● **Extracted material**:
-*-*-

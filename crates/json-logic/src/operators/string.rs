//! String operators.

use crate::error::Error;
use crate::eval_ctx::EvalCtx;
use crate::types::{Arity, OperatorDefinition};
use crate::util;
use crate::value::Value;
use std::sync::Arc;

fn cat_eval(args: &[Value], _ctx: &EvalCtx<'_>) -> Result<Value, Error> {
    let mut result = String::new();
    for arg in args {
        result.push_str(&util::stringify("cat", arg)?);
    }
    Ok(Value::String(result))
}

/// Clamps a signed character offset into `0..=count`, counting negative
/// offsets from the end.
fn offset(n: f64, count: usize) -> usize {
    let n = n.trunc();
    if n < 0.0 {
        count.saturating_sub(n.abs() as usize)
    } else {
        (n as usize).min(count)
    }
}

/// `[s, start, len?]` over characters.
fn substr_eval(args: &[Value], _ctx: &EvalCtx<'_>) -> Result<Value, Error> {
    let source = util::stringify("substr", &args[0])?;
    let count = source.chars().count();
    let start = offset(util::to_number("substr", &args[1])?, count);
    let end = match args.get(2) {
        Some(len) => {
            let len = util::to_number("substr", len)?.trunc();
            if len < 0.0 {
                offset(len, count).max(start)
            } else {
                start.saturating_add(len as usize).min(count)
            }
        }
        None => count,
    };
    Ok(Value::String(
        source.chars().skip(start).take(end - start).collect(),
    ))
}

pub fn operators() -> Vec<Arc<OperatorDefinition>> {
    vec![
        Arc::new(OperatorDefinition {
            name: "cat",
            arity: Arity::Any,
            eval_fn: cat_eval,
            lazy: false,
            check: None,
        }),
        Arc::new(OperatorDefinition {
            name: "substr",
            arity: Arity::Range(2, Some(3)),
            eval_fn: substr_eval,
            lazy: false,
            check: None,
        }),
    ]
}
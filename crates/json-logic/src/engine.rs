//! The configured rule engine.

use crate::error::{Error, ValidationError};
use crate::eval_ctx::EvalCtx;
use crate::evaluate::evaluate;
use crate::operators::operators_map;
use crate::types::OperatorMap;
use crate::validate;
use crate::value::Value;
use std::sync::Arc;
use tracing::debug;

/// Options for [`JsonLogic`].
#[derive(Debug, Clone)]
pub struct JsonLogicOptions {
    /// Operators the engine dispatches to.
    pub operators: Arc<OperatorMap>,
    /// Reject structurally invalid rules before touching the data.
    pub validate_before_apply: bool,
}

impl Default for JsonLogicOptions {
    fn default() -> Self {
        JsonLogicOptions {
            operators: Arc::new(operators_map()),
            validate_before_apply: false,
        }
    }
}

/// Applies rules against data with a fixed operator registry.
///
/// The engine holds no per-call state and can be shared across threads.
#[derive(Debug, Clone, Default)]
pub struct JsonLogic {
    options: JsonLogicOptions,
}

impl JsonLogic {
    pub fn new(options: JsonLogicOptions) -> Self {
        JsonLogic { options }
    }

    pub fn operators(&self) -> &OperatorMap {
        &self.options.operators
    }

    /// Evaluates `rule` against `data`. `Value::Null` data is the empty
    /// context.
    pub fn apply(&self, rule: &Value, data: &Value) -> Result<Value, Error> {
        if self.options.validate_before_apply {
            self.validate(rule)?;
        }
        let ctx = EvalCtx::new(data, &self.options.operators);
        evaluate(rule, &ctx)
    }

    pub fn validate(&self, rule: &Value) -> Result<(), ValidationError> {
        validate::validate(rule, &self.options.operators).inspect_err(|err| {
            debug!(error = %err, "rule rejected");
        })
    }

    pub fn is_valid(&self, rule: &Value) -> bool {
        self.validate(rule).is_ok()
    }
}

-*-*-

● **Prompt**: Every line in the records above with "Value" in it adds one to the count; give that count and nothing else.

● **Answer to this problem**: 10